Stanley B. Prusiner is an American neurologist and biochemist. In 1997, he won the Nobel Prize in Physiology or Medicine for his work on prions. He made up the word “prion,” which comes from the words “proteinaceous” and “infectious,” to describe a group of self-replicating infectious pathogens that are mostly or entirely made of protein. As the son of an architect, he grew up in the same way that most American boys from wealthy families do: in comfort. He was smart and interested in science from a young age. When he made a bug repellent as a schoolboy, people called him “the little genius.” He went to the University of Pennsylvania and got a degree in chemistry. He then went to the University of Pennsylvania School of Medicine and got his M.D. Before becoming a professor of neurology and biochemistry at the University of California, San Francisco School of Medicine, where he had done his internship, he spent a few years doing research in biochemistry. In the course of his research, he started to look into spongiform encephalopathies, a group of neurodegenerative diseases that cause dementia and death in both people and animals. This work led to the important discoveries that won him the Nobel Prize. Not only did he win the Nobel Prize, but he also won a number of other important science awards.
Early years and childhood
Stanley Benjamin Prusiner was born to Miriam (Spigel) and Lawrence Prusiner on May 28, 1942, in Des Moines, Iowa, United States. His architect father was called up to serve in the US Navy not long after Stanley was born. When his father wasn’t around, the little boy spent a lot of time with his mother and grandmother. After the war was over, his father went back to work as an architect.

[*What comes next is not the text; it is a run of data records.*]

//! Integration tests for the crawler
//!
//! These tests use wiremock to stand in for the search API, the detail pages
//! and the image host, and run full category sessions end-to-end.

use reddot_folio::config::{
    ApiConfig, CategoryConfig, Config, CrawlConfig, OutputConfig, RetryConfig,
};
use reddot_folio::crawler::Coordinator;
use reddot_folio::output::{SessionOutcome, NO_DESCRIPTION, PAGE_SEPARATOR};
use serde_json::json;
use std::path::Path;
use tempfile::TempDir;
use wiremock::matchers::{method, path, path_regex, query_param};
use wiremock::{Mock, MockServer, ResponseTemplate};

/// Creates a test configuration pointing at the mock server
fn create_test_config(base_url: &str, root: &Path, categories: &[(&str, &str)]) -> Config {
    Config {
        api: ApiConfig {
            base_url: format!("{}/search.json", base_url),
            site_base_url: base_url.to_string(),
            user_agent: "TestFolio/1.0".to_string(),
        },
        retry: RetryConfig {
            max_attempts: 3,
            delay_ms: 5, // Very short for testing
            timeout_secs: 5,
        },
        crawl: CrawlConfig {
            max_workers: 4,
            keyword: None,
            max_pages: 0,
            stop_on_repeated_page: true,
        },
        output: OutputConfig {
            root_dir: root.display().to_string(),
            artifact_prefix: "designs".to_string(),
            document_title: "Test Collection".to_string(),
            attribution: "folio-test".to_string(),
            page_width: 40,
        },
        categories: categories
            .iter()
            .map(|(name, filter)| CategoryConfig {
                name: name.to_string(),
                filters: vec![filter.to_string()],
            })
            .collect(),
    }
}

fn search_body(base_url: &str, ids: &[&str]) -> String {
    let docs: Vec<_> = ids
        .iter()
        .map(|id| {
            json!({
                "title": format!("Design {}", id),
                "data": {"category": "Furniture", "year": "2024"},
                "image": {"large": format!("{}/img/{}.jpg", base_url, id)},
                "meta_second": "Api Studio",
                "url": format!("/project/{}", id),
            })
        })
        .collect();
    json!({"result": {"docs": docs}}).to_string()
}

async fn mount_search_page(server: &MockServer, filter: &str, page: u32, ids: &[&str]) {
    Mock::given(method("GET"))
        .and(path("/search.json"))
        .and(query_param("solr[filter][]", filter))
        .and(query_param("solr[page]", page.to_string()))
        .respond_with(ResponseTemplate::new(200).set_body_string(search_body(&server.uri(), ids)))
        .mount(server)
        .await;
}

async fn mount_detail(server: &MockServer, id: &str, description: &str, credits: &[&str]) {
    let values: String = credits
        .iter()
        .map(|c| format!(r#"<li><span class="label">Credit</span><span class="value">{}</span></li>"#, c))
        .collect();
    Mock::given(method("GET"))
        .and(path(format!("/project/{}", id)))
        .respond_with(ResponseTemplate::new(200).set_body_string(format!(
            r#"<html><body><div class="description">{}</div><ul class="credits">{}</ul></body></html>"#,
            description, values
        )))
        .mount(server)
        .await;
}

async fn mount_images(server: &MockServer) {
    Mock::given(method("GET"))
        .and(path_regex(r"^/img/.+\.jpg$"))
        .respond_with(ResponseTemplate::new(200).set_body_raw(b"jpeg bytes".to_vec(), "image/jpeg"))
        .mount(server)
        .await;
}

fn read_csv(path: &Path) -> (Vec<String>, Vec<Vec<String>>) {
    let mut reader = csv::Reader::from_path(path).expect("row store readable");
    let header = reader
        .headers()
        .expect("header")
        .iter()
        .map(String::from)
        .collect();
    let rows = reader
        .records()
        .map(|r| r.expect("row").iter().map(String::from).collect())
        .collect();
    (header, rows)
}

#[tokio::test]
async fn test_full_crawl_single_category() {
    let server = MockServer::start().await;
    let filter = "meta_categories:/10/";

    mount_search_page(&server, filter, 1, &["a", "b"]).await;
    mount_search_page(&server, filter, 2, &["b", "c"]).await;
    mount_search_page(&server, filter, 3, &[]).await;
    mount_detail(&server, "a", "Folding chair", &["Acme", "Jane Doe"]).await;
    mount_detail(&server, "b", "Oak table", &["Nord"]).await;
    mount_detail(&server, "c", "Desk lamp", &[]).await;
    mount_images(&server).await;

    let dir = TempDir::new().unwrap();
    let config = create_test_config(&server.uri(), dir.path(), &[("product_design", filter)]);

    let coordinator = Coordinator::new(config).expect("coordinator");
    let stats = coordinator.run().await.expect("crawl");

    assert_eq!(stats.len(), 1);
    let stats = &stats[0];
    assert_eq!(stats.outcome, SessionOutcome::EndOfResults);
    assert_eq!(stats.pages_fetched, 2);
    assert_eq!(stats.records_received, 4);
    assert_eq!(stats.duplicates_skipped, 1);
    assert_eq!(stats.records_enriched, 3);
    assert_eq!(stats.rows_persisted, 3);
    assert_eq!(stats.images_missing, 0);

    // Row store holds every record exactly once, in page order
    let category_root = dir.path().join("product_design");
    let (header, rows) = read_csv(&category_root.join("records.csv"));
    assert_eq!(header[0], "id");
    assert_eq!(&header[9..], ["sequence", "source_page"]);
    let ids: Vec<&str> = rows.iter().map(|r| r[0].as_str()).collect();
    assert_eq!(ids, vec!["/project/a", "/project/b", "/project/c"]);

    let a = &rows[0];
    assert_eq!(a[3], "Acme, Jane Doe");
    assert_eq!(a[5], "Folding chair");
    assert_eq!(a[9], "1-1");
    // Credits block without values keeps the API author
    assert_eq!(rows[2][3], "Api Studio");
    assert_eq!(rows[2][9], "2-1");
    assert_eq!(rows[2][10], "2");

    // One asset per distinct image
    let assets = std::fs::read_dir(category_root.join("assets")).unwrap().count();
    assert_eq!(assets, 3);

    // Cover plus one page per record, numbered from 2
    let artifact = stats.artifact.as_ref().expect("artifact written");
    assert!(artifact.starts_with(&category_root));
    let name = artifact.file_name().unwrap().to_str().unwrap();
    assert!(name.starts_with("designs_product_design_") && name.ends_with(".md"));

    let text = std::fs::read_to_string(artifact).unwrap();
    let pages: Vec<&str> = text.split(PAGE_SEPARATOR).collect();
    assert_eq!(pages.len(), 4);
    assert!(pages[0].contains("Test Collection"));
    assert!(!pages[0].contains("folio-test "));
    for (i, page) in pages[1..].iter().enumerate() {
        let footer = page.trim_end().lines().last().unwrap();
        assert!(footer.starts_with("folio-test"));
        assert!(footer.ends_with(&(i + 2).to_string()));
    }
    assert!(pages[1].contains("## 1-1 Design a"));
    assert!(pages[3].contains("## 2-1 Design c"));
}

#[tokio::test]
async fn test_fatal_category_does_not_stop_next() {
    let server = MockServer::start().await;

    Mock::given(method("GET"))
        .and(path("/search.json"))
        .and(query_param("solr[filter][]", "meta_categories:/11/"))
        .respond_with(ResponseTemplate::new(500))
        .expect(3)
        .mount(&server)
        .await;

    mount_search_page(&server, "meta_categories:/12/", 1, &["x"]).await;
    mount_search_page(&server, "meta_categories:/12/", 2, &[]).await;
    mount_detail(&server, "x", "Concept car", &["Studio X"]).await;
    mount_images(&server).await;

    let dir = TempDir::new().unwrap();
    let config = create_test_config(
        &server.uri(),
        dir.path(),
        &[
            ("brand_communication_design", "meta_categories:/11/"),
            ("design_concept", "meta_categories:/12/"),
        ],
    );

    let stats = Coordinator::new(config).unwrap().run().await.unwrap();
    assert_eq!(stats.len(), 2);

    assert!(matches!(stats[0].outcome, SessionOutcome::FatalError(_)));
    assert_eq!(stats[0].pages_fetched, 0);
    assert!(stats[0].artifact.is_none());

    assert_eq!(stats[1].outcome, SessionOutcome::EndOfResults);
    assert_eq!(stats[1].records_enriched, 1);
    assert!(stats[1].artifact.as_ref().unwrap().exists());
}

#[tokio::test]
async fn test_detail_failure_keeps_api_values() {
    let server = MockServer::start().await;
    let filter = "meta_categories:/10/";

    mount_search_page(&server, filter, 1, &["broken"]).await;
    mount_search_page(&server, filter, 2, &[]).await;
    mount_images(&server).await;

    Mock::given(method("GET"))
        .and(path("/project/broken"))
        .respond_with(ResponseTemplate::new(503))
        .expect(3)
        .mount(&server)
        .await;

    let dir = TempDir::new().unwrap();
    let config = create_test_config(&server.uri(), dir.path(), &[("product_design", filter)]);

    let stats = Coordinator::new(config).unwrap().run().await.unwrap();
    let stats = &stats[0];
    assert_eq!(stats.records_enriched, 1);
    assert_eq!(stats.details_degraded, 1);

    let (_, rows) = read_csv(&dir.path().join("product_design").join("records.csv"));
    assert_eq!(rows.len(), 1);
    assert_eq!(rows[0][3], "Api Studio");
    assert_eq!(rows[0][5], "");

    let text = std::fs::read_to_string(stats.artifact.as_ref().unwrap()).unwrap();
    assert!(text.contains(NO_DESCRIPTION));
}

#[tokio::test]
async fn test_transient_page_failure_recovers() {
    let server = MockServer::start().await;
    let filter = "meta_categories:/10/";

    Mock::given(method("GET"))
        .and(path("/search.json"))
        .and(query_param("solr[page]", "1"))
        .respond_with(ResponseTemplate::new(503))
        .up_to_n_times(2)
        .expect(2)
        .with_priority(1)
        .mount(&server)
        .await;

    mount_search_page(&server, filter, 1, &["a"]).await;
    mount_search_page(&server, filter, 2, &[]).await;
    mount_detail(&server, "a", "Chair", &["Acme"]).await;
    mount_images(&server).await;

    let dir = TempDir::new().unwrap();
    let config = create_test_config(&server.uri(), dir.path(), &[("product_design", filter)]);

    let stats = Coordinator::new(config).unwrap().run().await.unwrap();
    assert_eq!(stats[0].outcome, SessionOutcome::EndOfResults);
    assert_eq!(stats[0].rows_persisted, 1);
}

#[tokio::test]
async fn test_empty_category_writes_no_document() {
    let server = MockServer::start().await;
    let filter = "meta_categories:/10/";
    mount_search_page(&server, filter, 1, &[]).await;

    let dir = TempDir::new().unwrap();
    let config = create_test_config(&server.uri(), dir.path(), &[("product_design", filter)]);

    let stats = Coordinator::new(config).unwrap().run().await.unwrap();
    assert_eq!(stats[0].outcome, SessionOutcome::EndOfResults);
    assert!(stats[0].artifact.is_none());
    assert!(!dir.path().join("product_design").join("records.csv").exists());
}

Stanley went to Walnut Hills High School, where his work on a bug spray made him known as “Little Genius.” He went to the University of Pennsylvania to study Chemistry because he was interested in science.
He took a lot of science classes, but he also studied philosophy, history of architecture, economics, and Russian history. Eventually, he got his Bachelor of Science in chemistry.
He then went to the University of Pennsylvania School of Medicine and got his M.D. After that, he did his medical internship at the University of California, San Francisco.
Stanley Prusiner’s Career
Stanley B. Prusiner went to work at the National Institutes of Health (NIH), where he studied glutaminases in E. coli in the lab of Earl Stadtman. During his time at the NIH, he learned a lot about how research is done. By the end of his time there, he had decided to do a residency in neurology, which he thought would be a good way to start a career in research.
In 1972, he started his residency in the Department of Neurology at the University of California, San Francisco (UCSF). There, he took in a patient with an infection called Creutzfeldt-Jakob disease (CJD), which caused the body’s defenses to do nothing. He was interested in the fatal, degenerative disease that killed his patient in the end.
He started to learn more about CJD and started looking into what caused it and the diseases that seemed to be related to it, such as kuru in the Fore people of New Guinea and scrapie in sheep.
He started a lab to study scrapie in 1974. After years of hard work, he said in 1982 that he had found the agent that causes scrapie. In a manuscript he wrote about his research, he used the word “prion” to describe a pathogen that was mostly or entirely made of proteins.
When Prusiner’s research came out, his peers in the scientific community didn’t agree with it. But he kept working on his research, and by the beginning of the 1990s, most scientists agreed that prions existed.
In 1996, a new form of Creutzfeldt-Jakob disease appeared in Great Britain. This brought Prusiner’s work to the public’s attention. In 1997, the Nobel Prize in Physiology or Medicine was given to him because of his new interest in how important his research was.
In 2001, he started a company called InPro Biotechnology, Inc. to further develop and sell technologies and discoveries made in the labs at UCSF.
During his career, he has worked as both a full-time professor and a visiting professor at both UCSF and UC Berkeley. At the moment, he is in charge of the research lab at UCSF’s Institute for Neurodegenerative Diseases, where they study prion disease, Alzheimer’s disease, and tauopathies.
Works of note
Stanley B. Prusiner is best known for his research on prions and prion diseases, also called Transmissible spongiform encephalopathies (TSEs). He also started a company that sold a test to find bovine spongiform encephalopathy in cattle and sheep, chronic wasting disease in deer and elk, and Creutzfeldt-Jakob disease in people.
Awards & Achievements
The Richard Lounsbery Award was given to Stanley B. Prusiner and Bert Vogelstein in 1993 for their unique and exciting discoveries about how neurodegenerative and cancerous diseases start.
In 1994, Prusiner was the winner of the Albert Lasker Award for Basic Medical Research.
He won the Nobel Prize in Physiology or Medicine in 1997 “for his discovery of Prions, a new biological principle of infection.”
Personal History and Legacies
He has two daughters with his wife, Sandy Turk.